| RECORDS SUPPLIED |
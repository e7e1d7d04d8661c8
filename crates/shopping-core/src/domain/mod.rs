//! Domain Layer
//!
//! Lists, items and the rules that keep item prices consistent.
//! No storage or platform dependencies live here.

mod entity;
mod item;
mod list;
pub(crate) mod lenient;

pub use entity::{find_by_id, find_by_id_mut, Entity, IdGenerator, ItemId, ListId, MAX_ID};
pub use item::{Item, ItemEdit, ItemField, Unit};
pub use lenient::{parse_amount, parse_people_count};
pub use list::ShoppingList;
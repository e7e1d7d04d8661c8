//! Clipboard Commands

use wasm_bindgen::prelude::*;

use super::js_err;

#[wasm_bindgen]
extern "C" {
    #[wasm_bindgen(catch, js_namespace = ["navigator", "clipboard"], js_name = writeText)]
    async fn clipboard_write_text(text: &str) -> Result<JsValue, JsValue>;
}

/// Put plain text on the system clipboard
pub async fn write_text(text: &str) -> Result<(), String> {
    clipboard_write_text(text)
        .await
        .map(|_| ())
        .map_err(|e| format!("Failed to write clipboard: {}", js_err(e)))
}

| ACTIVITY |
Generate a verbatim printout of all the entries.

| TASK SOLUTION |
repository e7e1d7d04d8661c8
filename crates/shopping-core/src/domain/mod.rs
//! Domain Layer
//!
//! Lists, items and the rules that keep item prices consistent.
//! No storage or platform dependencies live here.

mod entity;
mod item;
mod list;
pub(crate) mod lenient;

pub use entity::{find_by_id, find_by_id_mut, Entity, IdGenerator, ItemId, ListId, MAX_ID};
pub use item::{Item, ItemEdit, ItemField, Unit};
pub use lenient::{parse_amount, parse_people_count};
pub use list::ShoppingList;
repository e7e1d7d04d8661c8
//! Clipboard Commands

use wasm_bindgen::prelude::*;

use super::js_err;

#[wasm_bindgen]
extern "C" {
    #[wasm_bindgen(catch, js_namespace = ["navigator", "clipboard"], js_name = writeText)]
    async fn clipboard_write_text(text: &str) -> Result<JsValue, JsValue>;
}

/// Put plain text on the system clipboard
pub async fn write_text(text: &str) -> Result<(), String> {
    clipboard_write_text(text)
        .await
        .map(|_| ())
        .map_err(|e| format!("Failed to write clipboard: {}", js_err(e)))
}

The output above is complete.